Activity: Search the material below for the word "media". Copy every line that has it.
──────
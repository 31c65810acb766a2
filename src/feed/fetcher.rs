use futures::StreamExt;
use reqwest::redirect::Policy;
use std::fmt;
use std::sync::Arc;
use std::time::Duration;
use thiserror::Error;

use super::{normalize_json, normalize_xml, ParseError};
use crate::net::{ConnectionKind, Reachability};
use crate::sources::{Registry, Source, SourceFormat};
use crate::storage::{Article, LocalStore};

const MAX_FEED_SIZE: usize = 10 * 1024 * 1024; // 10MB
const MAX_REDIRECTS: usize = 5;

/// Errors from a single endpoint attempt.
///
/// Everything except [`FetchError::Reachability`] is an endpoint failure:
/// the orchestrator logs it and moves on to the next candidate URL.
#[derive(Debug, Error)]
pub enum FetchError {
    /// Network-level error (DNS, connection, TLS, timeout, etc.)
    #[error("Request failed: {0}")]
    Network(#[from] reqwest::Error),
    /// HTTP response with non-2xx status code
    #[error("HTTP error: status {0}")]
    HttpStatus(u16),
    /// Payload could not be normalized
    #[error("Parse error: {0}")]
    Parse(#[from] ParseError),
    /// Response body exceeded the 10MB size limit
    #[error("Response too large")]
    ResponseTooLarge,
    /// Response was incomplete (received fewer bytes than Content-Length)
    #[error("Incomplete response: expected {expected} bytes, received {received}")]
    IncompleteResponse { expected: u64, received: usize },
    /// Payload parsed but held no items
    #[error("Feed contained no items")]
    EmptyFeed,
    /// The network state could not be determined
    #[error("Reachability query failed: {0}")]
    Reachability(String),
}

/// Where the articles in a [`FetchOutcome`] came from.
#[derive(Debug, Clone, Copy, PartialEq, Eq)]
pub enum Origin {
    /// Freshly fetched; the feed cache now holds the same list.
    Online,
    /// Served from the feed cache.
    Cache,
    /// Nothing could be served.
    Error,
}

impl Origin {
    pub fn as_str(&self) -> &'static str {
        match self {
            Origin::Online => "online",
            Origin::Cache => "cache",
            Origin::Error => "error",
        }
    }
}

impl fmt::Display for Origin {
    fn fmt(&self, f: &mut fmt::Formatter<'_>) -> fmt::Result {
        f.write_str(self.as_str())
    }
}

/// Why cached data was served instead of a live fetch.
#[derive(Debug, Clone, Copy, PartialEq, Eq)]
pub enum Fallback {
    /// Offline, or the wifi-only preference ruled out the current transport.
    NetworkUnavailable,
    /// Every candidate endpoint failed or was empty.
    SourceExhausted,
}

/// Result of [`Fetcher::fetch_news`].
#[derive(Debug, Clone)]
pub struct FetchOutcome {
    pub articles: Vec<Article>,
    pub origin: Origin,
    /// Set when `origin` is [`Origin::Cache`].
    pub fallback: Option<Fallback>,
}

impl FetchOutcome {
    fn online(articles: Vec<Article>) -> Self {
        Self {
            articles,
            origin: Origin::Online,
            fallback: None,
        }
    }

    fn cached(articles: Vec<Article>, fallback: Fallback) -> Self {
        Self {
            articles,
            origin: Origin::Cache,
            fallback: Some(fallback),
        }
    }

    fn error() -> Self {
        Self {
            articles: Vec::new(),
            origin: Origin::Error,
            fallback: None,
        }
    }
}

/// Build an HTTP client for feed endpoints.
///
/// `timeout` bounds each whole request. `accept_invalid_certs` is only for
/// sources registered with certificate verification off.
pub fn build_client(timeout: Duration, accept_invalid_certs: bool) -> Result<reqwest::Client, reqwest::Error> {
    reqwest::Client::builder()
        .redirect(redirect_policy())
        .pool_max_idle_per_host(2)
        .pool_idle_timeout(Duration::from_secs(30))
        .timeout(timeout)
        .danger_accept_invalid_certs(accept_invalid_certs)
        .build()
}

fn redirect_policy() -> Policy {
    Policy::custom(|attempt| {
        if attempt.previous().len() >= MAX_REDIRECTS {
            return attempt.error("Too many redirects");
        }

        let url = attempt.url();
        if attempt.previous().iter().any(|prev| prev.as_str() == url.as_str()) {
            return attempt.error("Redirect loop detected");
        }

        tracing::debug!(
            from = %attempt.previous().last().map(|u| u.as_str()).unwrap_or("initial"),
            to = %url,
            hop = attempt.previous().len() + 1,
            "Following redirect"
        );

        attempt.follow()
    })
}

/// Per-source fetch orchestrator.
///
/// Holds the registry, the two HTTP clients, the reachability seam and the
/// store whose feed cache it reads and writes.
pub struct Fetcher {
    registry: Registry,
    client: reqwest::Client,
    insecure_client: reqwest::Client,
    reachability: Arc<dyn Reachability>,
    store: LocalStore,
}

impl Fetcher {
    pub fn new(
        registry: Registry,
        store: LocalStore,
        reachability: Arc<dyn Reachability>,
        timeout: Duration,
    ) -> Result<Self, FetchError> {
        Ok(Self {
            registry,
            client: build_client(timeout, false)?,
            insecure_client: build_client(timeout, true)?,
            reachability,
            store,
        })
    }

    pub fn registry(&self) -> &Registry {
        &self.registry
    }

    pub fn store(&self) -> &LocalStore {
        &self.store
    }

    pub fn reachability(&self) -> &dyn Reachability {
        self.reachability.as_ref()
    }

    /// Fetch articles for `source_id`.
    ///
    /// Unknown ids resolve to the default source. When the network is down,
    /// or `wifi_only` is set and the transport is not wifi, the cached list is
    /// returned without any request being made. Otherwise candidate URLs are
    /// tried in order; the first non-empty result replaces the cache entry and
    /// is returned as [`Origin::Online`]. If every candidate fails the cache is
    /// served instead.
    ///
    /// Never fails: a reachability error yields an empty list with
    /// [`Origin::Error`].
    pub async fn fetch_news(&self, wifi_only: bool, source_id: &str) -> FetchOutcome {
        let source = self.registry.resolve(source_id);

        let state = match self.reachability.network_state().await {
            Ok(state) => state,
            Err(e) => {
                let e = FetchError::Reachability(e.to_string());
                tracing::error!(source = %source.id, error = %e, "Fetch aborted");
                return FetchOutcome::error();
            }
        };

        let should_fetch = state.connected && (!wifi_only || state.kind == ConnectionKind::Wifi);
        if !should_fetch {
            tracing::info!(
                source = %source.id,
                connected = state.connected,
                kind = ?state.kind,
                wifi_only = wifi_only,
                "Network unavailable for fetching, serving cache"
            );
            let cached = self.store.get_feed_cache(&source.id).await;
            return FetchOutcome::cached(cached, Fallback::NetworkUnavailable);
        }

        for url in &source.urls {
            tracing::info!(source = %source.id, url = %url, "Fetching endpoint");
            match self.fetch_endpoint(source, url).await {
                Ok(articles) => {
                    tracing::info!(source = %source.id, url = %url, count = articles.len(), "Fetched articles");
                    self.store.save_feed_cache(&articles, &source.id).await;
                    return FetchOutcome::online(articles);
                }
                Err(FetchError::EmptyFeed) => {
                    tracing::debug!(source = %source.id, url = %url, "Endpoint returned no items, trying next");
                }
                Err(e) => {
                    tracing::warn!(source = %source.id, url = %url, error = %e, "Endpoint failed");
                }
            }
        }

        tracing::info!(source = %source.id, "All endpoints failed, serving cache");
        let cached = self.store.get_feed_cache(&source.id).await;
        FetchOutcome::cached(cached, Fallback::SourceExhausted)
    }

    /// One attempt against one candidate URL. An empty result is an error.
    async fn fetch_endpoint(&self, source: &Source, url: &str) -> Result<Vec<Article>, FetchError> {
        let client = if source.verify_cert {
            &self.client
        } else {
            &self.insecure_client
        };

        let response = client.get(url).send().await?;
        if !response.status().is_success() {
            return Err(FetchError::HttpStatus(response.status().as_u16()));
        }

        let bytes = read_limited_bytes(response, MAX_FEED_SIZE).await?;
        let articles = match source.format {
            SourceFormat::Xml => normalize_xml(&String::from_utf8_lossy(&bytes), source)?,
            SourceFormat::Json => normalize_json(&bytes, source)?,
        };

        if articles.is_empty() {
            return Err(FetchError::EmptyFeed);
        }
        Ok(articles)
    }
}

async fn read_limited_bytes(response: reqwest::Response, limit: usize) -> Result<Vec<u8>, FetchError> {
    let expected_length = response.content_length();

    if let Some(len) = expected_length {
        if len as usize > limit {
            return Err(FetchError::ResponseTooLarge);
        }
    }

    let mut bytes = Vec::new();
    let mut stream = response.bytes_stream();

    while let Some(chunk) = stream.next().await {
        let chunk = chunk.map_err(FetchError::Network)?;
        if bytes.len().saturating_add(chunk.len()) > limit {
            return Err(FetchError::ResponseTooLarge);
        }
        bytes.extend_from_slice(&chunk);
    }

    if let Some(expected) = expected_length {
        if (bytes.len() as u64) < expected {
            return Err(FetchError::IncompleteResponse {
                expected,
                received: bytes.len(),
            });
        }
    }

    Ok(bytes)
}
//! Local persistence for saved articles, the per-source feed cache and the
//! daily download counters.
//!
//! Everything lives in one SQLite-backed key-value table. Each surface owns a
//! fixed key and stores a JSON document under it:
//!
//! - [`SAVED_ARTICLES_KEY`] - newest-first list of [`SavedArticle`]
//! - [`FEED_CACHE_KEY`] - map of source id to its last good [`Article`] list
//! - [`DAILY_LIMIT_KEY`] - today's [`DailyCounter`]
//!
//! Data operations never return errors. Read failures come back as empty
//! lists or zero counts and write failures as `false`, after being logged.

mod daily;
mod feed_cache;
mod kv;
mod saved;
mod schema;
mod types;

pub use schema::LocalStore;
pub use types::{Article, DailyCounter, SavedArticle, StoreError};

pub const SAVED_ARTICLES_KEY: &str = "@saved_articles";
pub const FEED_CACHE_KEY: &str = "@feed_cache";
pub const DAILY_LIMIT_KEY: &str = "@daily_download_limit";

/// Counter name that reads the legacy single-total daily record.
pub const TOTAL_COUNTER: &str = "total";
//! RSS 2.0 / Atom normalizer.
//!
//! The document is read into a small element tree that keeps attributes
//! apart from element text, then each `item` (or Atom `entry`) is mapped to
//! an [`Article`] with plain-text content.

use quick_xml::escape::unescape_with;
use quick_xml::events::{BytesStart, Event};
use quick_xml::Reader;

use super::ParseError;
use crate::sources::Source;
use crate::storage::Article;
use crate::util::{first_img_src, html_to_text, strip_wp_size_suffix};

/// Full-content fields first, then summaries.
const CONTENT_FIELDS: &[&str] = &["content:encoded", "description", "content", "summary"];
const DATE_FIELDS: &[&str] = &["pubDate", "updated", "published", "dc:date"];
const GUID_FIELDS: &[&str] = &["guid", "id"];

// ============================================================================
// Element Tree
// ============================================================================

#[derive(Debug, Default)]
struct Element {
    name: String,
    attrs: Vec<(String, String)>,
    text: String,
    children: Vec<Element>,
}

/// What an element holds once attributes are set aside.
enum Value<'a> {
    Text(&'a str),
    /// Has child elements, e.g. inline XHTML.
    Structured,
}

impl Element {
    fn child(&self, name: &str) -> Option<&Element> {
        self.children.iter().find(|c| c.name == name)
    }

    fn children_named<'a>(&'a self, name: &'a str) -> impl Iterator<Item = &'a Element> + 'a {
        self.children.iter().filter(move |c| c.name == name)
    }

    fn attr(&self, name: &str) -> Option<&str> {
        self.attrs
            .iter()
            .find(|(k, _)| k == name)
            .map(|(_, v)| v.as_str())
            .filter(|v| !v.is_empty())
    }

    fn value(&self) -> Value<'_> {
        if self.children.is_empty() {
            Value::Text(self.text.trim())
        } else {
            Value::Structured
        }
    }

    /// Trimmed text of a leaf element; `None` when empty or structured.
    fn text(&self) -> Option<&str> {
        match self.value() {
            Value::Text(t) if !t.is_empty() => Some(t),
            _ => None,
        }
    }

    /// Text of the first of `names` that is present with a non-empty leaf value.
    fn first_text(&self, names: &[&str]) -> Option<&str> {
        names
            .iter()
            .filter_map(|n| self.child(n))
            .find_map(Element::text)
    }
}

fn open_element(start: &BytesStart<'_>) -> Element {
    let attrs = start
        .attributes()
        .filter_map(Result::ok)
        .map(|a| {
            let key = String::from_utf8_lossy(a.key.as_ref()).into_owned();
            let value = match a.unescape_value() {
                Ok(v) => v.into_owned(),
                Err(_) => String::from_utf8_lossy(&a.value).into_owned(),
            };
            (key, value)
        })
        .collect();

    Element {
        name: String::from_utf8_lossy(start.name().as_ref()).into_owned(),
        attrs,
        ..Element::default()
    }
}

/// HTML named entities that show up in feeds but are not defined in XML.
fn resolve_html_entity(name: &str) -> Option<&'static str> {
    match name {
        "nbsp" => Some(" "),
        "hellip" => Some("\u{2026}"),
        "ndash" => Some("\u{2013}"),
        "mdash" => Some("\u{2014}"),
        "lsquo" => Some("\u{2018}"),
        "rsquo" => Some("\u{2019}"),
        "ldquo" => Some("\u{201C}"),
        "rdquo" => Some("\u{201D}"),
        "lt" => Some("<"),
        "gt" => Some(">"),
        "amp" => Some("&"),
        "apos" => Some("'"),
        "quot" => Some("\""),
        _ => None,
    }
}

fn decode_text(raw: &[u8]) -> String {
    let raw = String::from_utf8_lossy(raw);
    match unescape_with(&raw, resolve_html_entity) {
        Ok(text) => text.into_owned(),
        Err(_) => decode_each_reference(&raw),
    }
}

/// Decode references one at a time; any that can't be resolved stay literal.
fn decode_each_reference(raw: &str) -> String {
    let mut out = String::with_capacity(raw.len());
    let mut rest = raw;

    while let Some(start) = rest.find('&') {
        out.push_str(&rest[..start]);
        let candidate = &rest[start..];
        match candidate.find(';') {
            Some(end) => {
                let reference = &candidate[..=end];
                match unescape_with(reference, resolve_html_entity) {
                    Ok(text) => out.push_str(&text),
                    Err(_) => out.push_str(reference),
                }
                rest = &candidate[end + 1..];
            }
            None => {
                out.push_str(candidate);
                rest = "";
            }
        }
    }
    out.push_str(rest);
    out
}

/// Parse `xml` into a tree under a synthetic, unnamed root.
fn parse_tree(xml: &str) -> Result<Element, ParseError> {
    let mut reader = Reader::from_str(xml);
    let mut stack = vec![Element::default()];

    loop {
        let event = reader
            .read_event()
            .map_err(|e| ParseError::Xml(format!("at byte {}: {e}", reader.buffer_position())))?;

        match event {
            Event::Start(start) => stack.push(open_element(&start)),
            Event::Empty(start) => {
                let element = open_element(&start);
                if let Some(parent) = stack.last_mut() {
                    parent.children.push(element);
                }
            }
            Event::End(_) => {
                if stack.len() < 2 {
                    return Err(ParseError::Xml("unbalanced closing tag".to_string()));
                }
                if let Some(element) = stack.pop() {
                    if let Some(parent) = stack.last_mut() {
                        parent.children.push(element);
                    }
                }
            }
            Event::Text(text) => {
                if let Some(current) = stack.last_mut() {
                    current.text.push_str(&decode_text(&text));
                }
            }
            Event::CData(data) => {
                if let Some(current) = stack.last_mut() {
                    current.text.push_str(&String::from_utf8_lossy(&data));
                }
            }
            Event::Eof => break,
            _ => {}
        }
    }

    if stack.len() != 1 {
        return Err(ParseError::Xml("document ended inside an element".to_string()));
    }
    stack
        .pop()
        .ok_or_else(|| ParseError::Xml("empty document".to_string()))
}

// ============================================================================
// Normalization
// ============================================================================

/// Normalize an RSS or Atom payload into articles for `source`.
///
/// `rss/channel/item`, `rss/channel/entry` and `feed/entry` are all accepted.
/// A well-formed document with no items (or no channel at all) yields an
/// empty list; the caller decides whether that counts as a failure.
pub fn normalize_xml(payload: &str, source: &Source) -> Result<Vec<Article>, ParseError> {
    let root = parse_tree(payload)?;

    let channel = root
        .child("rss")
        .and_then(|rss| rss.child("channel"))
        .or_else(|| root.child("feed"));
    let Some(channel) = channel else {
        tracing::debug!(source = %source.id, "Document has no RSS channel or Atom feed");
        return Ok(Vec::new());
    };

    let mut items: Vec<&Element> = channel.children_named("item").collect();
    if items.is_empty() {
        items = channel.children_named("entry").collect();
    }

    Ok(items
        .into_iter()
        .enumerate()
        .map(|(index, item)| normalize_item(item, index, source))
        .collect())
}

fn normalize_item(item: &Element, index: usize, source: &Source) -> Article {
    let raw_content = resolve_content(item);

    Article {
        id: item
            .first_text(GUID_FIELDS)
            .map(str::to_string)
            .unwrap_or_else(|| format!("{}-{}", source.id, index)),
        headline: item
            .first_text(&["title"])
            .unwrap_or("Untitled")
            .to_string(),
        description: None,
        image_url: resolve_image(item, raw_content, source),
        content: html_to_text(raw_content),
        date: item.first_text(DATE_FIELDS).map(str::to_string),
        source: source.name.clone(),
        url: resolve_link(item),
        verified: false,
    }
}

/// Raw HTML content. The first non-empty content field wins; if that field
/// is a structured fragment rather than text the content is empty.
fn resolve_content(item: &Element) -> &str {
    for name in CONTENT_FIELDS {
        let Some(field) = item.child(name) else {
            continue;
        };
        match field.value() {
            Value::Structured => return "",
            Value::Text(t) if !t.is_empty() => return t,
            Value::Text(_) => {}
        }
    }
    ""
}

fn resolve_image(item: &Element, raw_content: &str, source: &Source) -> String {
    let media = item.child("media:content").and_then(|m| m.attr("url"));
    let enclosure = || {
        item.child("enclosure").and_then(|e| {
            let is_image = e.attr("type").is_some_and(|t| t.starts_with("image"));
            e.attr("url").filter(|_| is_image)
        })
    };

    let mut image = media
        .or_else(enclosure)
        .unwrap_or(source.placeholder_image.as_str());

    if !is_placeholder_image(image, source) {
        return image.to_string();
    }

    if let Some(src) = first_img_src(raw_content) {
        image = src;
    }
    strip_wp_size_suffix(image).into_owned()
}

/// True for the source's own placeholder and for generic logo/default images.
fn is_placeholder_image(url: &str, source: &Source) -> bool {
    let placeholder_file = source
        .placeholder_image
        .rsplit('/')
        .next()
        .filter(|f| !f.is_empty());

    url == source.placeholder_image
        || placeholder_file.is_some_and(|f| url.contains(f))
        || url.to_lowercase().contains("logo")
        || url.contains("default")
}

/// RSS `<link>` text, or an Atom `<link href>` that is the alternate link.
fn resolve_link(item: &Element) -> Option<String> {
    item.children_named("link").find_map(|link| {
        link.text().map(str::to_string).or_else(|| {
            let rel = link.attr("rel").unwrap_or("alternate");
            (rel == "alternate")
                .then(|| link.attr("href").map(str::to_string))
                .flatten()
        })
    })
}
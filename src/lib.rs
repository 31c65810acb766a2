//! Offline-first news ingestion.
//!
//! Articles are pulled from RSS/Atom feeds and WordPress REST endpoints,
//! normalized into one [`Article`](storage::Article) shape, cached per source
//! and saved for offline reading under a per-source daily quota.

pub mod app;
pub mod config;
pub mod download;
pub mod feed;
pub mod net;
pub mod notify;
pub mod sources;
pub mod storage;
pub mod util;
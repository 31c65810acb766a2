use serde::de::DeserializeOwned;
use serde::Serialize;
use sqlx::{Executor, Sqlite};

use super::schema::LocalStore;
use super::types::StoreError;

impl LocalStore {
    // ========================================================================
    // Raw Key-Value Operations
    // ========================================================================

    /// Raw serialized value stored under `key`, if any.
    pub async fn get_raw(&self, key: &str) -> Result<Option<String>, StoreError> {
        read_value(&self.pool, key).await
    }

    /// Store `value` under `key`, replacing whatever was there.
    pub async fn set_raw(&self, key: &str, value: &str) -> Result<(), StoreError> {
        write_value(&self.pool, key, value).await
    }

    /// Delete `key`. Deleting a missing key is not an error.
    pub async fn remove_raw(&self, key: &str) -> Result<(), StoreError> {
        sqlx::query("DELETE FROM kv_store WHERE key = ?")
            .bind(key)
            .execute(&self.pool)
            .await?;
        Ok(())
    }
}

pub(crate) async fn read_value<'e, E>(executor: E, key: &str) -> Result<Option<String>, StoreError>
where
    E: Executor<'e, Database = Sqlite>,
{
    let row: Option<(String,)> = sqlx::query_as("SELECT value FROM kv_store WHERE key = ?")
        .bind(key)
        .fetch_optional(executor)
        .await?;

    Ok(row.map(|(value,)| value))
}

pub(crate) async fn write_value<'e, E>(executor: E, key: &str, value: &str) -> Result<(), StoreError>
where
    E: Executor<'e, Database = Sqlite>,
{
    sqlx::query(
        r#"
        INSERT INTO kv_store (key, value, updated_at)
        VALUES (?, ?, datetime('now'))
        ON CONFLICT(key) DO UPDATE SET value = excluded.value, updated_at = excluded.updated_at
    "#,
    )
    .bind(key)
    .bind(value)
    .execute(executor)
    .await?;

    Ok(())
}

/// Decode the JSON value under `key`. A missing key decodes as `None`.
pub(crate) async fn read_json<'e, E, T>(executor: E, key: &str) -> Result<Option<T>, StoreError>
where
    E: Executor<'e, Database = Sqlite>,
    T: DeserializeOwned,
{
    match read_value(executor, key).await? {
        Some(raw) => Ok(Some(serde_json::from_str(&raw)?)),
        None => Ok(None),
    }
}

pub(crate) async fn write_json<'e, E, T>(executor: E, key: &str, value: &T) -> Result<(), StoreError>
where
    E: Executor<'e, Database = Sqlite>,
    T: Serialize + ?Sized,
{
    let raw = serde_json::to_string(value)?;
    write_value(executor, key, &raw).await
}

#[cfg(test)]
mod tests {
    use crate::storage::LocalStore;

    async fn test_store() -> LocalStore {
        LocalStore::open(":memory:").await.unwrap()
    }

    #[tokio::test]
    async fn test_get_raw_missing() {
        let store = test_store().await;
        assert_eq!(store.get_raw("@nothing").await.unwrap(), None);
    }

    #[tokio::test]
    async fn test_set_raw_upsert() {
        let store = test_store().await;
        store.set_raw("@key", "1").await.unwrap();
        store.set_raw("@key", "2").await.unwrap();
        assert_eq!(store.get_raw("@key").await.unwrap().as_deref(), Some("2"));
    }

    #[tokio::test]
    async fn test_remove_raw() {
        let store = test_store().await;
        store.set_raw("@key", "1").await.unwrap();
        store.remove_raw("@key").await.unwrap();
        store.remove_raw("@key").await.unwrap();
        assert_eq!(store.get_raw("@key").await.unwrap(), None);
    }
}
──────
Solution for this exercise:
    let media = item.child("media:content").and_then(|m| m.attr("url"));
    let mut image = media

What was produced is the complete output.